前編はこちらをご覧ください。

田原 明治以来、日本は中央集権でやってきた。今やるべきことは、「脱官僚依存」、国家官僚からどうやって脱却できるかということです。地方分権です。鳩山(由紀夫首相)さんも、「地方主権」と言っている。
例えば自民党は麻生(太郎前首相)さんのときに、丹羽宇一郎(伊藤忠会長)さんや猪瀬(直樹東京都副知事)さんたちが、地方の出先機関にいる官僚を減らそうとした。
今、国家官僚30万人のうち20万人が出先機関に出ている。丹羽さんや猪瀬さんたちは、そのうち3万5000人は減らそうとした。自民党はそれを潰しちゃった。民主党はどうします?
細野 行政改革を考えたとき、ここが最大の改革の本丸なんですよね。
田原 どれくらい減らしますか?
細野 いや、人数で言うのはね、申し上げる立場にはありません。けれども、ここなんですよ、ここでどれくらいやれるか。私、今陳情の受け皿をやってまして、今回都道府県連で陳情を受け、霞が関、永田町詣でをなるべく少なくする努力をしたんですね。
なぜやったかというと、いろんな原因があるんですが、ひとつは国に行かなくても地方で決められるようになれば仕組みそのものが変わる。地元でできるものは地元で決められる仕組みを作るために予行演習的にやったっていうのがあるんですよ。
かなり好評でしてね。ただその一方でね、やっぱり分権してここで決められたらいいでしょうというと、「いや国に約束してもらってるから、例えばこの橋ができるまではとか、この道路ができるまでは国からお金を持ってきてもらわなあかん」という声はまだあるんですよ。

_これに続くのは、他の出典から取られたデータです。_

impl MemoryStore {
    pub fn new() -> Self {
        Self {
            inner: RwLock::new(Inner::default()),
            persistence: None,
            writer: None,
            index: None,
        }
    }

    /// Mirror every store operation to `persistence`.
    ///
    /// If the writer thread cannot be started, writes happen inline.
    pub fn with_persistence(mut self, persistence: Arc<dyn MemoryPersistence>) -> Self {
        match PersistenceWriter::spawn(persistence.clone()) {
            Ok(writer) => self.writer = Some(writer),
            Err(e) => warn!(error = %e, "Persistence writer unavailable; writing inline"),
        }
        self.persistence = Some(persistence);
        self
    }

    /// Wait until every mirror write queued so far has been attempted.
    pub async fn flush(&self) {
        let Some(writer) = &self.writer else {
            return;
        };
        let (done, flushed) = oneshot::channel();
        if writer.tx.send(MirrorOp::Flush(done)).is_ok() {
            let _ = flushed.await;
        }
    }

    pub fn with_vector_index(mut self, index: Arc<dyn VectorIndex>) -> Self {
        self.index = Some(index);
        self
    }

    fn mirror<T: Serialize>(&self, collection: &'static str, id: &str, value: &T) {
        let Some(persistence) = &self.persistence else {
            return;
        };
        let value = match serde_json::to_value(value) {
            Ok(value) => value,
            Err(e) => {
                warn!(collection, id, error = %e, "Failed to serialize memory record");
                return;
            }
        };
        let op = MirrorOp::Write {
            collection,
            id: id.to_string(),
            value,
        };
        let op = match &self.writer {
            Some(writer) => match writer.tx.send(op) {
                Ok(()) => return,
                Err(mpsc::error::SendError(op)) => op,
            },
            None => op,
        };
        if let MirrorOp::Write {
            collection,
            id,
            value,
        } = op
            && let Err(e) = persistence.persist(collection, &id, &value)
        {
            warn!(collection, id = %id, error = %e, "Failed to persist memory record");
        }
    }

    // ==================== Tasks ====================

    pub fn add_task(&self, task: Task) {
        self.mirror("tasks", task.id.as_str(), &task);
        self.inner.write().tasks.insert(task.id.clone(), task);
    }

    pub fn update_task(&self, task: &Task) -> Result<(), MemoryError> {
        {
            let mut inner = self.inner.write();
            let slot = inner
                .tasks
                .get_mut(&task.id)
                .ok_or_else(|| MemoryError::TaskNotFound(task.id.clone()))?;
            *slot = task.clone();
        }
        self.mirror("tasks", task.id.as_str(), task);
        Ok(())
    }

    pub fn get_task(&self, id: &TaskId) -> Option<Task> {
        self.inner.read().tasks.get(id).cloned()
    }

    // ==================== Plans ====================

    /// Store a new plan version.
    ///
    /// If the plan is active, any other active plan of the same task is
    /// marked superseded so exactly one plan per task stays active.
    pub fn store_plan(&self, plan: Plan) -> PlanId {
        let id = plan.id.clone();
        let mut superseded = Vec::new();
        {
            let mut inner = self.inner.write();
            if plan.is_active()
                && let Some(order) = inner.plan_order.get(&plan.task_id).cloned()
            {
                for other_id in order {
                    if let Some(other) = inner.plans.get_mut(&other_id)
                        && other.is_active()
                        && other.id != id
                    {
                        other.supersede();
                        superseded.push(other.clone());
                    }
                }
            }
            let order = inner.plan_order.entry(plan.task_id.clone()).or_default();
            if !order.contains(&id) {
                order.push(id.clone());
            }
            inner.plans.insert(id.clone(), plan.clone());
        }
        for old in &superseded {
            debug!(plan_id = %old.id, "Plan superseded");
            self.mirror("plans", old.id.as_str(), old);
        }
        self.mirror("plans", id.as_str(), &plan);
        id
    }

    pub fn update_plan(&self, plan: &Plan) -> Result<(), MemoryError> {
        {
            let mut inner = self.inner.write();
            let slot = inner
                .plans
                .get_mut(&plan.id)
                .ok_or_else(|| MemoryError::PlanNotFound(plan.id.clone()))?;
            *slot = plan.clone();
        }
        self.mirror("plans", plan.id.as_str(), plan);
        Ok(())
    }

    pub fn get_plan(&self, id: &PlanId) -> Option<Plan> {
        self.inner.read().plans.get(id).cloned()
    }

    /// Most recently stored plan of the task
    pub fn get_latest_plan_for_task(&self, task_id: &TaskId) -> Option<Plan> {
        let inner = self.inner.read();
        inner
            .plan_order
            .get(task_id)
            .and_then(|order| order.last())
            .and_then(|id| inner.plans.get(id))
            .cloned()
    }

    pub fn get_active_plan(&self, task_id: &TaskId) -> Option<Plan> {
        let inner = self.inner.read();
        inner
            .plan_order
            .get(task_id)?
            .iter()
            .rev()
            .filter_map(|id| inner.plans.get(id))
            .find(|p| p.status == PlanStatus::Active)
            .cloned()
    }

    /// Version chain of the latest plan, newest first
    pub fn get_plan_history(&self, task_id: &TaskId) -> Vec<Plan> {
        let inner = self.inner.read();
        let mut chain = Vec::new();
        let mut next = inner
            .plan_order
            .get(task_id)
            .and_then(|order| order.last())
            .cloned();
        while let Some(id) = next {
            let Some(plan) = inner.plans.get(&id) else {
                break;
            };
            next = plan.previous_plan_id.clone();
            chain.push(plan.clone());
        }
        chain
    }

    // ==================== Actions & results ====================

    /// Log an action at selection time; its result may follow later.
    pub fn record_action(&self, action: &Action) {
        {
            let mut inner = self.inner.write();
            if inner.action_index.contains_key(&action.id) {
                return;
            }
            let position = inner.actions.len();
            inner.action_index.insert(action.id.clone(), position);
            inner.actions.push(action.clone());
        }
        self.mirror("actions", action.id.as_str(), action);
    }

    /// Append the result of `action` (recording the action too if needed).
    pub fn store_result(&self, action: &Action, result: &ActionResult) -> Result<(), MemoryError> {
        self.record_action(action);
        {
            let mut inner = self.inner.write();
            if inner.result_index.contains_key(&action.id) {
                return Err(MemoryError::DuplicateResult(action.id.clone()));
            }
            let position = inner.results.len();
            inner.result_index.insert(action.id.clone(), position);
            inner.results.push(result.clone());
        }
        self.mirror("results", result.id.as_str(), result);
        Ok(())
    }

    fn history_where(&self, limit: usize, keep: impl Fn(&Action) -> bool) -> Vec<HistoryEntry> {
        let inner = self.inner.read();
        inner
            .actions
            .iter()
            .rev()
            .filter(|a| keep(a))
            .take(limit)
            .map(|action| HistoryEntry {
                action: action.clone(),
                result: inner
                    .result_index
                    .get(&action.id)
                    .map(|&i| inner.results[i].clone()),
            })
            .collect()
    }

    /// Last `limit` actions across all tasks with their results, most recent first
    pub fn get_recent_history(&self, limit: usize) -> Vec<HistoryEntry> {
        self.history_where(limit, |_| true)
    }

    /// Same as [`get_recent_history`](Self::get_recent_history) for one task
    pub fn get_task_history(&self, task_id: &TaskId, limit: usize) -> Vec<HistoryEntry> {
        self.history_where(limit, |a| &a.task_id == task_id)
    }

    pub fn get_results_for_task(&self, task_id: &TaskId) -> Vec<ActionResult> {
        self.inner
            .read()
            .results
            .iter()
            .filter(|r| &r.task_id == task_id)
            .cloned()
            .collect()
    }

    // ==================== Reflections ====================

    pub fn store_reflection(&self, reflection: &Reflection) {
        self.inner.write().reflections.push(reflection.clone());
        self.mirror("reflections", reflection.id.as_str(), reflection);
    }

    /// Store the reflection summarizing a finished task.
    pub fn store_final_reflection(&self, reflection: &Reflection) {
        let mut reflection = reflection.clone();
        reflection.is_final = true;
        self.store_reflection(&reflection);
    }

    pub fn get_reflections(&self, task_id: &TaskId) -> Vec<Reflection> {
        self.inner
            .read()
            .reflections
            .iter()
            .filter(|r| &r.task_id == task_id)
            .cloned()
            .collect()
    }

    // ==================== Artifacts ====================

    pub fn store_artifact(&self, artifact: &Artifact) {
        {
            let mut inner = self.inner.write();
            let position = inner.artifacts.len();
            if artifact.is_code()
                && let Some(path) = &artifact.path
            {
                inner.codebase.insert(path.clone(), position);
            }
            inner.artifacts.push(artifact.clone());
        }
        if let (Some(index), Some(content)) = (&self.index, &artifact.content) {
            let text = match &artifact.path {
                Some(path) => format!("{}\n{}", path, content),
                None => content.clone(),
            };
            index.index(artifact.id.as_str(), &text);
        }
        self.mirror("artifacts", artifact.id.as_str(), artifact);
    }

    pub fn get_artifacts_for_task(&self, task_id: &TaskId) -> Vec<Artifact> {
        self.inner
            .read()
            .artifacts
            .iter()
            .filter(|a| &a.task_id == task_id)
            .cloned()
            .collect()
    }

    pub fn get_artifacts_for_step(&self, task_id: &TaskId, step_id: &StepId) -> Vec<Artifact> {
        self.inner
            .read()
            .artifacts
            .iter()
            .filter(|a| &a.task_id == task_id && a.step_id.as_ref() == Some(step_id))
            .cloned()
            .collect()
    }

    /// Latest code artifact per path, ordered by path
    pub fn get_codebase(&self) -> Vec<Artifact> {
        let inner = self.inner.read();
        inner
            .codebase
            .values()
            .map(|&i| inner.artifacts[i].clone())
            .collect()
    }

    pub fn get_codebase_paths(&self) -> Vec<String> {
        self.inner.read().codebase.keys().cloned().collect()
    }

    // ==================== Research ====================

    /// Store a research report; it is also kept as a research artifact,
    /// which is returned.
    pub fn store_research_results(
        &self,
        task_id: &TaskId,
        step_id: Option<&StepId>,
        queries: &[String],
        report: &Value,
    ) -> Artifact {
        let content = report
            .get("summary")
            .and_then(Value::as_str)
            .map(str::to_string)
            .unwrap_or_else(|| report.to_string());
        let mut artifact = Artifact::new(ArtifactKind::Research, task_id.clone())
            .with_content(content)
            .with_description(queries.join("; "));
        if let Some(step_id) = step_id {
            artifact = artifact.with_step(step_id.clone());
        }
        let record = ResearchRecord {
            id: artifact.id.clone(),
            task_id: task_id.clone(),
            queries: queries.to_vec(),
            report: report.clone(),
            timestamp: Utc::now(),
        };
        self.inner.write().research.push(record.clone());
        self.mirror("research", record.id.as_str(), &record);
        self.store_artifact(&artifact);
        artifact
    }

    pub fn get_research_for_task(&self, task_id: &TaskId) -> Vec<ResearchRecord> {
        self.inner
            .read()
            .research
            .iter()
            .filter(|r| &r.task_id == task_id)
            .cloned()
            .collect()
    }

    // ==================== Search & cleanup ====================

    /// Artifacts most similar to `query`; `None` when no vector index is configured.
    pub fn semantic_search(&self, query: &str, limit: usize) -> Option<Vec<SearchHit>> {
        let index = self.index.as_ref()?;
        let scored = index.search(query, limit);
        let inner = self.inner.read();
        Some(
            scored
                .into_iter()
                .filter_map(|hit| {
                    inner
                        .artifacts
                        .iter()
                        .find(|a| a.id.as_str() == hit.id)
                        .map(|a| SearchHit {
                            artifact: a.clone(),
                            score: hit.score,
                        })
                })
                .collect(),
        )
    }

    /// Drop everything held in memory for the task: the task record, its
    /// plans, actions, results, reflections, artifacts and research, plus
    /// its entries in the codebase view and the vector index.
    ///
    /// Persisted copies are kept.
    pub fn purge_task(&self, task_id: &TaskId) {
        let dropped_artifacts: Vec<ArtifactId> = {
            let mut inner = self.inner.write();
            inner.tasks.remove(task_id);
            if let Some(order) = inner.plan_order.remove(task_id) {
                for id in order {
                    inner.plans.remove(&id);
                }
            }

            inner.actions.retain(|a| &a.task_id != task_id);
            inner.results.retain(|r| &r.task_id != task_id);
            inner.reflections.retain(|r| &r.task_id != task_id);
            inner.research.retain(|r| &r.task_id != task_id);
            let dropped = inner
                .artifacts
                .iter()
                .filter(|a| &a.task_id == task_id)
                .map(|a| a.id.clone())
                .collect();
            inner.artifacts.retain(|a| &a.task_id != task_id);
            inner.reindex();
            dropped
        };

        if let Some(index) = &self.index {
            for id in &dropped_artifacts {
                index.remove(id.as_str());
            }
        }
        debug!(task_id = %task_id, artifacts = dropped_artifacts.len(), "Task purged from memory");
    }
}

田原 それは地方の甘えですよ。やっぱりね、ほんとうに地方分権をやったらね、権限と同時に責任が出る。地方債を出しても、その償還を地方交付税で払ってるようなものですよ。
細野 はい。
田原 やっぱり権限と責任というのはセットで、そこは地方に説得しなきゃ。
「連合さまさまの民主党に改革はできますか」

細野 そうですね。今回、国の公共事業を1兆円強削ってるんです。その一方で地方交付税を1兆円弱増やしてる。ほんとうに公共事業をやりたいんであれば、国は公共事業減らしたけれども、こちらに財源があるんだから、もっと生活に密着した公共事業をやってくれというわけ。
ただ自治体に聞くと、「いやこれは何にでも使えるお金だから、ほんとは道路を作るという方法もあるんだけど、福祉の予算に使います」ということになっちゃう。ですから、自由に使えるお金というのは、ほんとは一番喜んでもらえるはずなんだけれども、公共事業という色がついてたほうが具体的に行き先が決まってるから楽だという自治体の声もあるのが現実です。
ですから、改革するときは霞が関の抵抗は相当強いです。ただその一方で地方側の抵抗も、なかなか生易しいもんじゃないと思うんですよ。
田原 第一ね、20万人の出先機関にいる人間を減らすとすれば、それをどこが吸収するんだという問題が出てくる。地方自治体が吸収するのは「冗談じゃないよ」ということになる。